Pourtant à l'heure actuelle, les Super-Terre, Terre jumelle et autres analogues de la planète bleue ne sont pas habitables au sens que l'on voudrait qu'elles soient, c'est-à-dire visitables par des humains. Ce ne sont que des exoplanètes hors de notre portée, et nous en découvrons de nouvelles chaque semaine, ou presque. Dans quelques rares cas, ce sont des planètes telluriques situées dans la zone habitable de leur étoile, comme chez nous. Cela signifie que leur surface est solide, et qu'elles possèdent des températures compatibles avec la présence d'eau liquide censée favoriser l'apparition de la vie. La ressemblance avec la Terre s'arrête là. Elles sont d'ailleurs trop loin de nous pour que nous puissions leur tirer le portrait avec une précision suffisante.

Pour qu'une planète soit habitable au sens strict – c'est-à-dire pour que la vie telle qu'on la connait actuellement puisse apparaître à sa surface et s'y maintenir – la liste des prérequis est longue comme le bras.
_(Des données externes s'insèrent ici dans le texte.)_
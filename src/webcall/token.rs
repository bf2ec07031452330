use crate::{
    error::AppError,
    provision::ApplicationCache,
    secrets::{CredentialSource, Credentials, Secrets},
    CONFIG,
};
use axum::{extract::rejection::JsonRejection, Extension, Json};
use chrono::{Duration, Utc};
use jsonwebtoken::{encode, EncodingKey, Header};
use serde::{Deserialize, Serialize};
use std::sync::Arc;
use url::form_urlencoded::Serializer;

#[derive(Debug, Default, Deserialize)]
#[serde(rename_all = "camelCase")]
pub struct TokenRequest {
    identity: Option<String>,
    account_sid: Option<String>,
    auth_token: Option<String>,
    phone_number: Option<String>,
}

#[derive(Debug, Serialize)]
#[serde(rename_all = "camelCase")]
pub struct TokenResponse {
    token: String,
    #[serde(skip_serializing_if = "Option::is_none")]
    twiml_app_sid: Option<String>,
    #[serde(skip_serializing_if = "Option::is_none")]
    identity: Option<String>,
}

/// A permission granted by a Twilio Client capability token.
#[derive(Debug, Clone, PartialEq, Eq)]
pub enum Scope {
    /// Place calls through the application. `params` are forwarded by
    /// Twilio to the application's voice url with every call.
    Outgoing {
        application_sid: String,
        params: Vec<(String, String)>,
    },
    /// Receive calls addressed to the client name.
    Incoming { client_name: String },
}

impl Scope {
    fn payload(&self) -> String {
        match self {
            Scope::Outgoing {
                application_sid,
                params,
            } => {
                let mut query = Serializer::new(String::new());
                query.append_pair("appSid", application_sid);
                if !params.is_empty() {
                    let app_params = Serializer::new(String::new())
                        .extend_pairs(params)
                        .finish();
                    query.append_pair("appParams", &app_params);
                }
                format!("scope:client:outgoing?{}", query.finish())
            }
            Scope::Incoming { client_name } => format!(
                "scope:client:incoming?{}",
                Serializer::new(String::new())
                    .append_pair("clientName", client_name)
                    .finish()
            ),
        }
    }
}

#[derive(Debug, Serialize, Deserialize)]
pub struct Claims {
    pub iss: String,
    pub exp: i64,
    pub scope: String,
}

/// Signs a capability token for the account with its auth token (HS256).
pub fn sign_capability_token(
    credentials: &Credentials,
    scopes: &[Scope],
    ttl_seconds: i64,
) -> Result<String, jsonwebtoken::errors::Error> {
    let claims = Claims {
        iss: credentials.account_sid.clone(),
        exp: (Utc::now() + Duration::seconds(ttl_seconds)).timestamp(),
        scope: scopes
            .iter()
            .map(Scope::payload)
            .collect::<Vec<_>>()
            .join(" "),
    };

    encode(
        &Header::default(),
        &claims,
        &EncodingKey::from_secret(credentials.auth_token.as_bytes()),
    )
}

fn required(value: Option<String>, message: &str) -> Result<String, AppError> {
    value
        .filter(|v| !v.is_empty())
        .ok_or_else(|| AppError::BadRequest(message.to_string()))
}

pub async fn generate_token(
    secrets: Extension<Secrets>,
    applications: Extension<Arc<ApplicationCache>>,
    body: Result<Json<TokenRequest>, JsonRejection>,
) -> Result<Json<TokenResponse>, AppError> {
    let Json(request) = body.map_err(|e| AppError::BadRequest(e.body_text()))?;

    // Validate the request before talking to Twilio
    let account_sid = required(request.account_sid, "Account SID is required")?;
    let identity = request
        .identity
        .filter(|i| !i.is_empty())
        .unwrap_or_else(|| CONFIG.settings.client_identity.to_string());

    let (credentials, phone_number) = match secrets.credential_source {
        CredentialSource::Environment(ref credentials) => {
            log::debug!("Token requested for account {account_sid}");
            (credentials.clone(), None)
        }
        CredentialSource::Request => {
            let auth_token = required(request.auth_token, "Auth token is required")?;
            let phone_number = required(request.phone_number, "Phone number is required")?;
            let credentials = Credentials {
                account_sid,
                auth_token,
            };
            (credentials, Some(phone_number))
        }
    };

    // Provision the application on first use
    let application_sid = applications.application_sid(&credentials).await?;

    // Allow outgoing calls through the application and incoming calls to the identity
    let scopes = [
        Scope::Outgoing {
            application_sid: application_sid.clone(),
            params: phone_number
                .iter()
                .map(|n| ("phoneNumber".to_string(), n.clone()))
                .collect(),
        },
        Scope::Incoming {
            client_name: identity.clone(),
        },
    ];
    let token = sign_capability_token(&credentials, &scopes, CONFIG.settings.token_ttl)?;

    log::debug!("Issued capability token for {identity} on app {application_sid}");

    // Callers that bring their own account need to know what was provisioned for it
    let echo = phone_number.is_some();
    Ok(Json(TokenResponse {
        token,
        twiml_app_sid: echo.then_some(application_sid),
        identity: echo.then_some(identity),
    }))
}
use super::{escape_xml, format_xml_string, Action};

/// The noun nested in a `<Dial>`.
#[derive(Debug, Clone, PartialEq, Eq)]
pub enum DialTarget {
    /// A phone number on the public telephone network.
    Number(String),
    /// A Twilio Client identity, e.g. a browser softphone.
    Client(String),
}

#[derive(Debug, Clone)]
pub struct Dial {
    pub target: DialTarget,
    pub caller_id: Option<String>,
    /// Hold the caller's audio until the dialed party answers.
    pub answer_on_bridge: bool,
    /// Hang up after this many seconds.
    pub time_limit: Option<u32>,
}

impl Dial {
    pub fn new(target: DialTarget) -> Dial {
        Dial {
            target,
            caller_id: None,
            answer_on_bridge: false,
            time_limit: None,
        }
    }
}

impl Action for Dial {
    fn as_twiml(&self) -> String {
        let time_limit_string = self.time_limit.map(|t| t.to_string());
        let mut attrs = Vec::new();
        if let Some(ref caller_id) = self.caller_id {
            attrs.push(("callerId", caller_id.as_str()));
        }
        if self.answer_on_bridge {
            attrs.push(("answerOnBridge", "true"));
        }
        if let Some(ref t) = time_limit_string {
            attrs.push(("timeLimit", t.as_str()));
        }

        let inner = match self.target {
            DialTarget::Number(ref n) => format_xml_string("Number", &[], &escape_xml(n)),
            DialTarget::Client(ref c) => format_xml_string("Client", &[], &escape_xml(c)),
        };

        format_xml_string("Dial", &attrs, &inner)
    }
}
use crate::{error::AppError, secrets::Credentials, CONFIG};
use async_trait::async_trait;
use futures::future::{BoxFuture, FutureExt, Shared};
use reqwest::Client as ReqwestClient;
use std::{
    collections::HashMap,
    sync::{
        atomic::{AtomicU64, Ordering},
        Arc,
    },
    time::Duration,
};
use tokio::sync::Mutex;
use twilio::{Client as TwilioClient, NewApplication, TwilioError};

/// Registers the TwiML application that Twilio calls back on `/voice`.
#[async_trait]
pub trait Provisioner: Send + Sync {
    /// Creates a new application and returns its sid.
    async fn create_application(
        &self,
        credentials: &Credentials,
        friendly_name: &str,
        voice_url: &str,
    ) -> Result<String, TwilioError>;

    /// Points an existing application at `voice_url` and returns its sid.
    async fn update_application(
        &self,
        credentials: &Credentials,
        sid: &str,
        voice_url: &str,
    ) -> Result<String, TwilioError>;
}

/// Provisions applications through the Twilio REST API.
pub struct TwilioProvisioner {
    http: ReqwestClient,
}

impl TwilioProvisioner {
    pub fn new(timeout: Duration) -> reqwest::Result<Self> {
        let http = ReqwestClient::builder().timeout(timeout).build()?;
        Ok(Self { http })
    }

    fn client(&self, credentials: &Credentials) -> TwilioClient {
        TwilioClient::with_http(
            &credentials.account_sid,
            &credentials.auth_token,
            self.http.clone(),
        )
    }
}

#[async_trait]
impl Provisioner for TwilioProvisioner {
    async fn create_application(
        &self,
        credentials: &Credentials,
        friendly_name: &str,
        voice_url: &str,
    ) -> Result<String, TwilioError> {
        let app = self
            .client(credentials)
            .create_application(NewApplication::new(friendly_name, voice_url))
            .await?;
        Ok(app.sid)
    }

    async fn update_application(
        &self,
        credentials: &Credentials,
        sid: &str,
        voice_url: &str,
    ) -> Result<String, TwilioError> {
        let app = self
            .client(credentials)
            .update_application_voice_url(sid, voice_url)
            .await?;
        Ok(app.sid)
    }
}

/// Outcome of one provisioning attempt, shared by every request waiting on it.
type Provisioning = Shared<BoxFuture<'static, Result<String, Arc<AppError>>>>;

enum Slot {
    Ready(String),
    Pending { attempt: u64, provisioning: Provisioning },
}

/// Process-wide cache of provisioned application sids, one per Twilio account.
///
/// The first request for an account starts a provisioning attempt and every
/// request arriving while it runs awaits that same attempt, sharing its result.
/// A failed attempt removes the slot, so only a later request tries again.
pub struct ApplicationCache {
    provisioner: Arc<dyn Provisioner>,
    voice_url: String,
    preconfigured: Option<String>,
    timeout: Duration,
    retries: u32,
    next_attempt: AtomicU64,
    applications: Mutex<HashMap<String, Slot>>,
}

impl ApplicationCache {
    pub fn new(provisioner: Arc<dyn Provisioner>, voice_url: String) -> Self {
        Self {
            provisioner,
            voice_url,
            preconfigured: None,
            timeout: Duration::from_secs(CONFIG.settings.provider_timeout as u64),
            retries: CONFIG.settings.provision_retry as u32,
            next_attempt: AtomicU64::new(0),
            applications: Mutex::new(HashMap::new()),
        }
    }

    /// Reuse an existing application instead of creating one. It is still
    /// updated on first use so that it points at this server.
    pub fn with_preconfigured(mut self, sid: Option<String>) -> Self {
        self.preconfigured = sid;
        self
    }

    pub fn with_timeout(mut self, timeout: Duration) -> Self {
        self.timeout = timeout;
        self
    }

    /// Returns the application sid for the account, provisioning it on first use.
    pub async fn application_sid(&self, credentials: &Credentials) -> Result<String, AppError> {
        let (attempt, provisioning) = {
            let mut applications = self.applications.lock().await;
            match applications.get(&credentials.account_sid) {
                Some(Slot::Ready(sid)) => return Ok(sid.clone()),
                Some(Slot::Pending {
                    attempt,
                    provisioning,
                }) => (*attempt, provisioning.clone()),
                None => {
                    let attempt = self.next_attempt.fetch_add(1, Ordering::Relaxed);
                    let provisioning = self.start(credentials.clone());
                    applications.insert(
                        credentials.account_sid.clone(),
                        Slot::Pending {
                            attempt,
                            provisioning: provisioning.clone(),
                        },
                    );
                    (attempt, provisioning)
                }
            }
        };

        let result = provisioning.await;

        // Settle the slot unless a newer attempt already owns it
        let mut applications = self.applications.lock().await;
        let owned = matches!(
            applications.get(&credentials.account_sid),
            Some(Slot::Pending { attempt: current, .. }) if *current == attempt
        );
        if owned {
            match result {
                Ok(ref sid) => {
                    applications.insert(credentials.account_sid.clone(), Slot::Ready(sid.clone()));
                }
                Err(_) => {
                    applications.remove(&credentials.account_sid);
                }
            }
        }

        result.map_err(AppError::Shared)
    }

    fn start(&self, credentials: Credentials) -> Provisioning {
        let job = ProvisionJob {
            provisioner: self.provisioner.clone(),
            credentials,
            voice_url: self.voice_url.clone(),
            preconfigured: self.preconfigured.clone(),
            timeout: self.timeout,
            retries: self.retries,
        };

        async move { job.run().await.map_err(Arc::new) }
            .boxed()
            .shared()
    }
}

/// A single provisioning attempt, owning everything it needs to outlive the
/// request that started it.
struct ProvisionJob {
    provisioner: Arc<dyn Provisioner>,
    credentials: Credentials,
    voice_url: String,
    preconfigured: Option<String>,
    timeout: Duration,
    retries: u32,
}

impl ProvisionJob {
    async fn run(self) -> Result<String, AppError> {
        let mut attempt = 0;
        loop {
            match tokio::time::timeout(self.timeout, self.provision_once()).await {
                Err(_) => return Err(AppError::ProviderTimeout(self.timeout)),
                Ok(Ok(sid)) => return Ok(sid),
                Ok(Err(e)) if e.is_transient() && attempt < self.retries => {
                    attempt += 1;
                    log::warn!("Provisioning attempt {attempt} could not reach Twilio, retrying: {e}");
                }
                Ok(Err(e)) => return Err(e.into()),
            }
        }
    }

    async fn provision_once(&self) -> Result<String, TwilioError> {
        match self.preconfigured {
            Some(ref sid) => {
                let sid = self
                    .provisioner
                    .update_application(&self.credentials, sid, &self.voice_url)
                    .await?;
                log::info!("Updated existing TwiML app {sid} to call {}", self.voice_url);
                Ok(sid)
            }
            None => {
                let sid = self
                    .provisioner
                    .create_application(
                        &self.credentials,
                        CONFIG.settings.application_name,
                        &self.voice_url,
                    )
                    .await?;
                log::info!("Created new TwiML app {sid} calling {}", self.voice_url);
                Ok(sid)
            }
        }
    }
}


#[cfg(test)]
mod tests {
    use super::testing::FakeProvisioner;
    use super::*;
    use std::time::Instant;

    fn credentials(account_sid: &str) -> Credentials {
        Credentials {
            account_sid: account_sid.to_string(),
            auth_token: "secret".to_string(),
        }
    }

    fn cache(provisioner: &Arc<FakeProvisioner>) -> ApplicationCache {
        ApplicationCache::new(
            provisioner.clone(),
            "http://localhost:3000/voice".to_string(),
        )
    }

    #[tokio::test]
    async fn provisions_once_and_reuses_the_sid() {
        let provisioner = Arc::new(FakeProvisioner::default());
        let cache = cache(&provisioner);

        let first = cache.application_sid(&credentials("AC1")).await.unwrap();
        let second = cache.application_sid(&credentials("AC1")).await.unwrap();

        assert_eq!(first, "AP-AC1-1");
        assert_eq!(first, second);
        assert_eq!(provisioner.calls(), 1);
    }

    #[tokio::test]
    async fn concurrent_first_requests_share_one_provisioning_call() {
        let provisioner = Arc::new(FakeProvisioner {
            delay: Duration::from_millis(50),
            ..Default::default()
        });
        let cache = Arc::new(cache(&provisioner));

        let handles: Vec<_> = (0..8)
            .map(|_| {
                let cache = cache.clone();
                tokio::spawn(async move { cache.application_sid(&credentials("AC1")).await })
            })
            .collect();

        for handle in handles {
            assert_eq!(handle.await.unwrap().unwrap(), "AP-AC1-1");
        }
        assert_eq!(provisioner.created.load(Ordering::SeqCst), 1);
    }

    #[tokio::test]
    async fn concurrent_requests_share_a_failed_attempt() {
        let provisioner = Arc::new(FakeProvisioner {
            delay: Duration::from_millis(300),
            ..Default::default()
        });
        let cache = Arc::new(cache(&provisioner).with_timeout(Duration::from_millis(100)));
        let started = Instant::now();

        let handles: Vec<_> = (0..4)
            .map(|_| {
                let cache = cache.clone();
                tokio::spawn(async move { cache.application_sid(&credentials("AC1")).await })
            })
            .collect();

        for handle in handles {
            let err = handle.await.unwrap().unwrap_err();
            assert!(matches!(err.root(), AppError::ProviderTimeout(_)));
        }
        assert!(started.elapsed() < Duration::from_millis(250));
        assert_eq!(provisioner.created.load(Ordering::SeqCst), 1);

        // Only a request arriving after the failure starts a new attempt
        let err = cache.application_sid(&credentials("AC1")).await.unwrap_err();
        assert!(matches!(err.root(), AppError::ProviderTimeout(_)));
        assert_eq!(provisioner.created.load(Ordering::SeqCst), 2);
    }

    #[tokio::test]
    async fn failed_accounts_are_not_kept() {
        let provisioner = Arc::new(FakeProvisioner {
            api_failures: 3.into(),
            ..Default::default()
        });
        let cache = cache(&provisioner);

        for account in ["AC1", "AC2", "AC3"] {
            assert!(cache.application_sid(&credentials(account)).await.is_err());
        }
        assert!(cache.applications.lock().await.is_empty());

        cache.application_sid(&credentials("AC4")).await.unwrap();
        assert_eq!(cache.applications.lock().await.len(), 1);
    }

    #[tokio::test]
    async fn accounts_are_provisioned_separately() {
        let provisioner = Arc::new(FakeProvisioner::default());
        let cache = cache(&provisioner);

        let a = cache.application_sid(&credentials("AC1")).await.unwrap();
        let b = cache.application_sid(&credentials("AC2")).await.unwrap();

        assert_eq!(a, "AP-AC1-1");
        assert_eq!(b, "AP-AC2-2");
    }

    #[tokio::test]
    async fn failed_provisioning_is_retried_by_the_next_request() {
        let provisioner = Arc::new(FakeProvisioner {
            api_failures: 1.into(),
            ..Default::default()
        });
        let cache = cache(&provisioner);

        let err = cache.application_sid(&credentials("AC1")).await.unwrap_err();
        assert!(matches!(err.root(), AppError::Provider(TwilioError::ApiError { .. })));
        assert_eq!(provisioner.calls(), 1);

        let sid = cache.application_sid(&credentials("AC1")).await.unwrap();
        assert_eq!(sid, "AP-AC1-2");
    }

    #[tokio::test]
    async fn unreachable_twilio_is_retried_once() {
        let provisioner = Arc::new(FakeProvisioner {
            connect_failures: 1.into(),
            ..Default::default()
        });
        let cache = cache(&provisioner);

        let sid = cache.application_sid(&credentials("AC1")).await.unwrap();

        assert_eq!(sid, "AP-AC1-2");
        assert_eq!(provisioner.calls(), 2);
    }

    #[tokio::test]
    async fn api_errors_are_not_retried() {
        let provisioner = Arc::new(FakeProvisioner {
            api_failures: 1.into(),
            ..Default::default()
        });
        let cache = cache(&provisioner);

        assert!(cache.application_sid(&credentials("AC1")).await.is_err());
        assert_eq!(provisioner.calls(), 1);
    }

    #[tokio::test]
    async fn slow_provisioning_times_out() {
        let provisioner = Arc::new(FakeProvisioner {
            delay: Duration::from_secs(5),
            ..Default::default()
        });
        let cache = cache(&provisioner).with_timeout(Duration::from_millis(50));

        let err = cache.application_sid(&credentials("AC1")).await.unwrap_err();

        assert!(matches!(err.root(), AppError::ProviderTimeout(_)));
    }

    #[tokio::test]
    async fn preconfigured_application_is_updated_not_created() {
        let provisioner = Arc::new(FakeProvisioner::default());
        let cache = cache(&provisioner).with_preconfigured(Some("AP0042".to_string()));

        let sid = cache.application_sid(&credentials("AC1")).await.unwrap();
        cache.application_sid(&credentials("AC1")).await.unwrap();

        assert_eq!(sid, "AP0042");
        assert_eq!(provisioner.updated.load(Ordering::SeqCst), 1);
        assert_eq!(provisioner.created.load(Ordering::SeqCst), 0);
    }
}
Elle doit par exemple posséder une atmosphère (non toxique), des traits géologiques et géodynamiques favorables, la magnétosphère qui va bien, des caractéristiques orbitales impeccables, une position idoine par rapport au centre de la galaxie, un axe de rotation parfait, etc. Elle doit aussi être habitable au moment où nous l'observons, car les données atmosphériques et biochimiques d'une planète évoluent considérablement tout au long de sa vie.

Or, vu l'aspect des exoplanètes observées jusqu'ici - et même si d'autres objets célestes tels que les lunes Europe et Encélade sont pleines de promesses - les mathématiques ne jouent pas en notre faveur. L'astronome américain Sean Caroll, chercheur à Caltech, explique que selon les extrapolations les plus consensuelles à l'heure actuelle, la probabilité qu'il existe une planète qui abrite la vie à des dizaines, centaines, milliers d'années-lumière de nous est de 10^100. C'est très peu. C'est aussi suffisant pour rêver et espérer.

D'ailleurs, peut-être qu'après maintes découvertes et révisions de nos modèles astronomiques et astrobiologiques, un consensus scientifique sur la probabilité de la découverte de la vie extraterrestre émergera, et qu'il sera optimiste. Peut-être qu'un jour, l'humanité aura acquis une stabilité géopolitique et économique favorable à l'organisation de grands voyages spatiaux. Peut-être qu'à terme nous posséderons les technologies qui nous permettront de planter un drapeau en-dehors du système solaire. En attendant, la possibilité d'une telle prouesse technologique est de l'ordre du voeu pieu – une croyance qui peut être instrumentalisée à souhait. Et la Terre demeure la seule planète que nous savons habiter.

Avant d'essayer de terraformer le premier caillou venu, de créer des écosystèmes de toutes pièces et de se protéger des rayons cosmiques, on pourrait peut-être se sortir le nez des grands fantasmes épiques qui nous détournent trop souvent de la triste réalité : notre planète se porte mal et elle ne peut pas être remplacée. Nous sommes infoutus de diminuer la quantité de dioxyde de carbone dans l'atmosphère afin d'infléchir le réchauffement climatique, et aucun rêve d'échappatoire galactique ne pourra y remédier.